(Task to carry out)
Wherever the string "struct" shows up in the records below, return that line.

(Dataset Opens)

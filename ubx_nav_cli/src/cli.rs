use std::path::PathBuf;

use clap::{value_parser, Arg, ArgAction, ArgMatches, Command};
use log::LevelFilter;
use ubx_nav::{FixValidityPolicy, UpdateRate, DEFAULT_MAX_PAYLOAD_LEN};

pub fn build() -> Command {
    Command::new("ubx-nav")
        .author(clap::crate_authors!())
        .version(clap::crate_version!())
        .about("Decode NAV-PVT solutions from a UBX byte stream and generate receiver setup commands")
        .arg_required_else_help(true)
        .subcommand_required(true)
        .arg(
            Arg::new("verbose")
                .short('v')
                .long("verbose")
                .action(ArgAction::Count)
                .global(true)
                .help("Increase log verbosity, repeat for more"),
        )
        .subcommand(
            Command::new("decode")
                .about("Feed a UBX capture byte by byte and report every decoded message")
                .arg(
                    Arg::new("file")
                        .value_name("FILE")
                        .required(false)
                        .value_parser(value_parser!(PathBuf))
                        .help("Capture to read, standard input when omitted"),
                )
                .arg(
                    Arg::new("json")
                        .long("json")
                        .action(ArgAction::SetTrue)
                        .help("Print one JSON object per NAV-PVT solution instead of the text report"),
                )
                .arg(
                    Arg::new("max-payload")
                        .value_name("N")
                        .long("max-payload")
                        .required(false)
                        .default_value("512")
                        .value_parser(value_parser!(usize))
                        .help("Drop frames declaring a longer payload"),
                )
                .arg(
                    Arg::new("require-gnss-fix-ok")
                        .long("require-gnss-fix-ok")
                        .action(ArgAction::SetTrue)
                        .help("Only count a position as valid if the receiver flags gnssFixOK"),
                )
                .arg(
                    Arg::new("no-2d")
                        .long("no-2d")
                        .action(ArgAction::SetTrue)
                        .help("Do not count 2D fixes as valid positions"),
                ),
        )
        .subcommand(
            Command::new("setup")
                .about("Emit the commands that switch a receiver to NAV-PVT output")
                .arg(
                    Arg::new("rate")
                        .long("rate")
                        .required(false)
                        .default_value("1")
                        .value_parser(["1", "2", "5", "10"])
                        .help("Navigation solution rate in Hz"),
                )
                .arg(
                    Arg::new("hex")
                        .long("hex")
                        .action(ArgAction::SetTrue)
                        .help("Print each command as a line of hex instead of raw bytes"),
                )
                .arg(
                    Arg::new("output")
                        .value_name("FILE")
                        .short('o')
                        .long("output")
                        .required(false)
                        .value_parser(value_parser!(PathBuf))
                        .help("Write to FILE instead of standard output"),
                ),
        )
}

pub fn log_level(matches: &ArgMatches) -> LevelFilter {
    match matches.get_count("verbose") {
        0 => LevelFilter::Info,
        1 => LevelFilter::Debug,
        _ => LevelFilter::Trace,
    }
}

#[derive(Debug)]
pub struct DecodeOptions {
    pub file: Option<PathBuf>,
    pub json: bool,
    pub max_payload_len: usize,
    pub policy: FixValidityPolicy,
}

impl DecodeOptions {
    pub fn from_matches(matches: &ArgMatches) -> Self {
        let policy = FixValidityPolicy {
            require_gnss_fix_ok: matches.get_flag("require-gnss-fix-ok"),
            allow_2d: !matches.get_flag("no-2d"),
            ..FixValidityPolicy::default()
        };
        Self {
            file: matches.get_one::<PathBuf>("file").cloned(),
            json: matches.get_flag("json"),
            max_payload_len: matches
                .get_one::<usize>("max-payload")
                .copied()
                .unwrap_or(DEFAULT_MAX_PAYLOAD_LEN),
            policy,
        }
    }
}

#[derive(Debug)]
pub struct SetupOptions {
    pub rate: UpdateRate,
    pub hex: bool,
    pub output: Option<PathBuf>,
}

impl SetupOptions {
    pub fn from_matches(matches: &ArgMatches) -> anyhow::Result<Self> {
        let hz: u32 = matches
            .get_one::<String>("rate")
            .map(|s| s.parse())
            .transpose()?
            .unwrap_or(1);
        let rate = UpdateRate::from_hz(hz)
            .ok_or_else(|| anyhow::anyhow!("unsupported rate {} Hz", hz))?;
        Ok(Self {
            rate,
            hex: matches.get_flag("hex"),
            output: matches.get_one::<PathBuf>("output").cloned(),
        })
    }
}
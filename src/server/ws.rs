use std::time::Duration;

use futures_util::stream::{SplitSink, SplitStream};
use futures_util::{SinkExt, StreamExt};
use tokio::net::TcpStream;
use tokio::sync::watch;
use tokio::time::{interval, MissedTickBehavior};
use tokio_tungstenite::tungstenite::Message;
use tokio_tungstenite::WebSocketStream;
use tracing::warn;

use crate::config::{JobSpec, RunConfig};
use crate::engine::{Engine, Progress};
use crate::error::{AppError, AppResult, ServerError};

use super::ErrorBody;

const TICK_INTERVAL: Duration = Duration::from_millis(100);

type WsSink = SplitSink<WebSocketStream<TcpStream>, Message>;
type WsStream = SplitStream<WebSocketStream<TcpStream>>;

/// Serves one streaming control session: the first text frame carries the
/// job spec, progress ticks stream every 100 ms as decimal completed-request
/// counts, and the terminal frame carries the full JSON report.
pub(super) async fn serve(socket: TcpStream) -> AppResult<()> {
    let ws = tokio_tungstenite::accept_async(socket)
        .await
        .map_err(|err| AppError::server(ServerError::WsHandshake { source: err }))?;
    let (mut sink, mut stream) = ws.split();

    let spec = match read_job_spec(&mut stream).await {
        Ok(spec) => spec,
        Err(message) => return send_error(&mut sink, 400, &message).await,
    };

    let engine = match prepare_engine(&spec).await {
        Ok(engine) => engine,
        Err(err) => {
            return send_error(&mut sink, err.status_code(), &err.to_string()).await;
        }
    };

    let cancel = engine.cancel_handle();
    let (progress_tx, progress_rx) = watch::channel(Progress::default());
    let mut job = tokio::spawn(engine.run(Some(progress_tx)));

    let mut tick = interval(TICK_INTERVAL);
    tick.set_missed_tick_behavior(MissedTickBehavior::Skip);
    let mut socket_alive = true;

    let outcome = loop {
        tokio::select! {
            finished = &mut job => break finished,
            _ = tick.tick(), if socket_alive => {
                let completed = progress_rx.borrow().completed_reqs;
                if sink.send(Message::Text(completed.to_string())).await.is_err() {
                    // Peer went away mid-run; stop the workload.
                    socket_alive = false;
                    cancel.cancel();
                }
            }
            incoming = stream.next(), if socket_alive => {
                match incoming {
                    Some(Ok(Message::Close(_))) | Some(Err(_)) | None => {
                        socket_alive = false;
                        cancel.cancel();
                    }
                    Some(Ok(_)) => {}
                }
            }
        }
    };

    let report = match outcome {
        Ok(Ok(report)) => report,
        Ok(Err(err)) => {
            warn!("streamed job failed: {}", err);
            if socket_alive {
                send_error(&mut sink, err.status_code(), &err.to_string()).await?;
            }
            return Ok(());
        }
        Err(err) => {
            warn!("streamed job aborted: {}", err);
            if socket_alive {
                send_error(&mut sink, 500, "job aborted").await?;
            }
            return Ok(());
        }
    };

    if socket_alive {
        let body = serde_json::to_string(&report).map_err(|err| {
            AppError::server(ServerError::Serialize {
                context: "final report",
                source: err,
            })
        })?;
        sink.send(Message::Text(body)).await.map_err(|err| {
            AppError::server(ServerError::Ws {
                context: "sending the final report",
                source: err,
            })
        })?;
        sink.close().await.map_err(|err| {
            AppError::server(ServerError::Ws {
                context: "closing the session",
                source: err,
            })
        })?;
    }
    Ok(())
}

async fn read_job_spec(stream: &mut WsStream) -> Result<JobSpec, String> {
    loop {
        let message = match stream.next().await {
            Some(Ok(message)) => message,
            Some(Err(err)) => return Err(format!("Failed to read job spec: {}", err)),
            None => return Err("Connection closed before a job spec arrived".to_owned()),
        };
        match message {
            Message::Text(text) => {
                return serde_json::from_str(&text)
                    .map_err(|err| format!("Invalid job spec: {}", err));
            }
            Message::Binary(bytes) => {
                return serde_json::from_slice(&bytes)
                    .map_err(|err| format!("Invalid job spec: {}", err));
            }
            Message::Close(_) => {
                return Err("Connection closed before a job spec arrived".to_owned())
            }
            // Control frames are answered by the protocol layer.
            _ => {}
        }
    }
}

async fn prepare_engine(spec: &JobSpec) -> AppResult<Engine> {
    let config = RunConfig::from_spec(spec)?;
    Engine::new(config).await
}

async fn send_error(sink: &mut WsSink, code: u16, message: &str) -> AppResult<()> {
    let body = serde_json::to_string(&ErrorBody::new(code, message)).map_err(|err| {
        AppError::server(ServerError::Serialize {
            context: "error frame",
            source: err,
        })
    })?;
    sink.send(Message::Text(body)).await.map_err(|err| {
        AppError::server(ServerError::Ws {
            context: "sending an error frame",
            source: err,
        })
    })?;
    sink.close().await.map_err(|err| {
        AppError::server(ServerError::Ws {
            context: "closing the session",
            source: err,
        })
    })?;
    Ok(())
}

(Dataset Closes)

(Completed task)
pub struct DecodeOptions {
pub struct SetupOptions {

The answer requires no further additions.